OpenAI's launch material focused on five benchmark categories: software engineering, instruction following, multi-turn conversation, long-context reasoning, and multimodal video understanding. The numbers below are taken from the launch post and were widely reported in industry coverage.[1][2][12]

| Benchmark | What it measures | GPT-4.1 | GPT-4o | Notes |
|---|---|---|---|---|
| [SWE-bench Verified](/wiki/swe-bench) | Real GitHub issues solved end to end | 54.6% | 33.2% | +21.4 points; 23 of 500 unrunnable problems excluded[1] |
| Aider polyglot diff | Multi-language code edit accuracy | 52.9% | ~18% | More than double GPT-4o; beats GPT-4.5 by 8 points[12] |
| Scale [MultiChallenge](/wiki/multichallenge) | Multi-turn instruction following | 38.3% | 27.8% | +10.5 points; uses Scale AI's evaluator model[1] |
| OpenAI internal IFEval style | Constraint compliance | 87.4% | 81.0% | Verifiable instructions such as length and format[13] |
| Internal complex instruction set | Multi-step format and ordering | 49% | 29% | OpenAI's internal eval over hard prompts[2] |
| [MMLU](/wiki/mmlu) | Academic knowledge | 90.2% | 85.7% | First non-reasoning OpenAI model above 90%[13] |
| [GPQA Diamond](/wiki/gpqa_diamond) | Graduate-level science | 66.3% | 53.6% | Hard science questions[1] |
| [MMMU](/wiki/mmmu) | Multimodal college exam questions | 74.8% | 68.7% | Image and chart understanding[2] |
| [MathVista](/wiki/mathvista) | Multimodal math reasoning | 72.2% | ~63% | Diagram-rich math problems[2] |
| Video-MME (long, no subs) | Long video QA | 72.0% | 65.3% | 30 to 60 minute videos with no transcripts[1] |
| OpenAI MRCR | Multi-document long-context recall | 72%* | <50% | Performance maintained across 1M token prompts[1] |
| Graphwalks | Multi-hop reasoning over graphs | 61.7% | 41.7% | New benchmark released alongside the launch[2] |
| Needle-in-a-haystack (1M tokens) | Recall across full window | 100% | n/a | Perfect across all positions in the 1M context[12] |

*MRCR results are reported on a curve as context grows; the value here is the headline figure OpenAI quoted near the 1M token end of the curve.[1]

The benchmark numbers for GPT-4.1 nano are noticeably lower than the flagship but still strong for a small model. OpenAI reported 80.1% on MMLU, 50.3% on GPQA Diamond, and 9.8% on Aider polyglot for the nano variant, all of which exceeded the corresponding GPT-4o mini scores. GPT-4.1 mini fell between the two on most evaluations and matched the GPT-4o flagship on several mainstream knowledge tests despite being substantially cheaper to run.[1][10]

## How good is GPT-4.1 at coding?

OpenAI built the GPT-4.1 family with software engineering as its primary success metric. The most cited number from the launch is the SWE-bench Verified score of 54.6%, an absolute jump of 21.4 points over GPT-4o and 26.6 points over the larger GPT-4.5 Preview. SWE-bench Verified is a curated subset of the [SWE-bench](/wiki/swe-bench) dataset created by OpenAI itself in late 2024 to remove badly specified or unverifiable problems, and a score above 50% places GPT-4.1 in the same range as the leading reasoning-focused models from competing labs at the time.[1][14]

OpenAI summarised the coding gains by stating that GPT-4.1 "is significantly better than GPT-4o at tasks such as agentically solving coding tasks, front-end coding, making fewer extraneous edits, following diff formats reliably, ensuring consistent tool usage, and others."[19] Those gains showed up in three concrete ways. First, the model produced cleaner diffs.
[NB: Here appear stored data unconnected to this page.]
#[tokio::test]
async fn test_no_devices() {
    let manager = DeviceManager::default();
    manager.register_transport("empty", FakeTransport::new("empty", &[]));
    manager.register_protocol(FakeProtocol::new("Fake", Verdict::Accept));

    assert!(matches!(
        manager.connect().await,
        Err(ManagerError::NoDevicesFound)
    ));
}

#[tokio::test]
async fn test_register_transport_replaces_same_id() {
    let manager = DeviceManager::default();
    manager.register_transport("can", FakeTransport::new("can", &[("a", "First")]));
    manager.register_transport("kline", FakeTransport::new("kline", &[]));
    manager.register_transport("can", FakeTransport::new("can", &[("b", "Second")]));

    assert_eq!(manager.transport_ids(), vec!["can", "kline"]);
    let devices = manager.list_all_devices().await;
    assert_eq!(devices.len(), 1);
    assert_eq!(devices[0].name, "Second");
}

// =============================================================================
// Selection
// =============================================================================

#[tokio::test]
async fn test_single_device_skips_selector() {
    let selector = CountingSelector::new(None);
    let manager = DeviceManager::new(selector.clone());
    manager.register_transport("bench-can", FakeTransport::new("bench-can", &[("a", "ECU")]));
    manager.register_protocol(FakeProtocol::new("Fake", Verdict::Accept));

    let active = manager.connect().await.expect("connect");
    assert_eq!(active.device_name, "ECU");
    assert_eq!(selector.calls.load(Ordering::SeqCst), 0);
}

#[tokio::test]
async fn test_selector_sees_labels_and_picks() {
    let selector = CountingSelector::new(Some(1));
    let (manager, _transport) = two_device_manager(selector.clone());

    let active = manager.connect().await.expect("connect");
    assert_eq!(active.device_name, "Right ECU");
    assert_eq!(active.connection.device_id(), "b");
    assert_eq!(
        *selector.seen.lock(),
        vec!["Left ECU (bench-can)", "Right ECU (bench-can)"]
    );
}

#[tokio::test]
async fn test_declined_selection() {
    let (manager, transport) = two_device_manager(Arc::new(DeclineSelector));

    assert!(matches!(
        manager.connect().await,
        Err(ManagerError::SelectionCancelled)
    ));
    assert_eq!(transport.connects.load(Ordering::SeqCst), 0);
    assert!(!manager.is_connected().await);
}

#[tokio::test]
async fn test_out_of_range_selection_is_cancelled() {
    let (manager, _transport) = two_device_manager(CountingSelector::new(Some(7)));
    assert!(matches!(
        manager.connect().await,
        Err(ManagerError::SelectionCancelled)
    ));
}

#[tokio::test]
async fn test_device_on_unregistered_transport() {
    /// Reports devices that claim to live on another transport
    struct Impostor;

    #[async_trait]
    impl Transport for Impostor {
        fn name(&self) -> &str {
            "impostor"
        }

        async fn list_devices(&self) -> Result<Vec<DeviceInfo>, TransportError> {
            Ok(vec![DeviceInfo {
                id: "x".into(),
                name: "Ghost".into(),
                transport_name: "nowhere".into(),
                connected: false,
            }])
        }

        async fn connect(&self, id: &str) -> Result<Arc<dyn Connection>, TransportError> {
            Err(TransportError::DeviceNotFound(id.to_string()))
        }
    }

    let manager = DeviceManager::default();
    manager.register_transport("impostor", Arc::new(Impostor));

    match manager.connect().await {
        Err(ManagerError::TransportNotRegistered(name)) => assert_eq!(name, "nowhere"),
        other => panic!("unexpected result: {other:?}"),
    }
}

// =============================================================================
// Protocol matching
// =============================================================================

#[tokio::test]
async fn test_first_matching_protocol_wins() {
    let manager = DeviceManager::default();
    manager.register_transport("bench-can", FakeTransport::new("bench-can", &[("a", "ECU")]));
    let declines = FakeProtocol::new("Declines", Verdict::Decline);
    let first = FakeProtocol::new("First", Verdict::Accept);
    let second = FakeProtocol::new("Second", Verdict::Accept);
    manager.register_protocol(declines.clone());
    manager.register_protocol(first.clone());
    manager.register_protocol(second.clone());

    let active = manager.connect().await.expect("connect");
    assert_eq!(active.protocol.name(), "First");
    assert_eq!(declines.checks.load(Ordering::SeqCst), 1);
    assert_eq!(second.checks.load(Ordering::SeqCst), 0);
}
OpenAI reported that GPT-4.1 made unwanted edits, lines that were not part of the requested change, on roughly 2% of test cases compared to about 9% for GPT-4o.[2] Second, it followed structured edit formats more reliably, doubling GPT-4o's score on Aider's polyglot diff benchmark, which forces models to emit search and replace blocks that an editor can apply mechanically.[12] Third, it adhered more strictly to project conventions, formatting hints, and partial code that the user had already written.

Front-end work was a particular focus. OpenAI ran human preference comparisons on web app generation tasks and reported that evaluators preferred GPT-4.1's frontends to GPT-4o's frontends in 80% of head-to-head comparisons.[1] Several alpha testers cited similar gains. Windsurf, an AI-native code editor, reported that GPT-4.1 scored 60% higher than GPT-4o on its internal benchmark and was 30% more efficient at tool calling, with about half as many redundant or overly narrow code reads. Qodo tested 200 real-world pull requests and found GPT-4.1 produced the better suggestion in 55% of cases when compared head to head against other leading models.[1]

For agentic coding, GPT-4.1 paired naturally with the [OpenAI Responses API](/wiki/openai_responses_api) and the company's growing collection of built-in tools, and it was the default model behind the early GitHub Copilot agent mode in the spring of 2025.[7] OpenAI also recommended GPT-4.1 for [Codex](/wiki/openai_codex) workflows that involve large multi-file refactors, where the long context window allowed the model to load entire repositories or substantial subsets of them in a single prompt.

## How large is the GPT-4.1 context window?

The expansion to 1 million tokens of context was the headline change beyond raw capability. The previous OpenAI flagship, GPT-4o, capped out at 128,000 tokens, so GPT-4.1 represented an eight-fold increase that brought OpenAI in line with Google's [Gemini](/wiki/gemini) family on context length.[13] OpenAI said GPT-4.1 "was trained to reliably attend to information across the full 1 million context length" and to be "far more reliable than GPT-4o at noticing relevant text and ignoring distractors across long and short context lengths."[1]

Long context performance is harder to evaluate than short context performance because most academic benchmarks cap at 8,000 or 32,000 tokens. OpenAI introduced two new evaluations alongside GPT-4.1 to probe the new range. The first, OpenAI MRCR, asks models to retrieve facts scattered across many documents at the same time, simulating a multi-document research task. The second, Graphwalks, asks models to traverse multi-hop reasoning chains across structured graph data embedded in long prompts. GPT-4.1 reported substantial improvements over GPT-4o on both, and it maintained 100% retrieval accuracy on the standard needle-in-a-haystack test across the full 1 million token window.[1][2]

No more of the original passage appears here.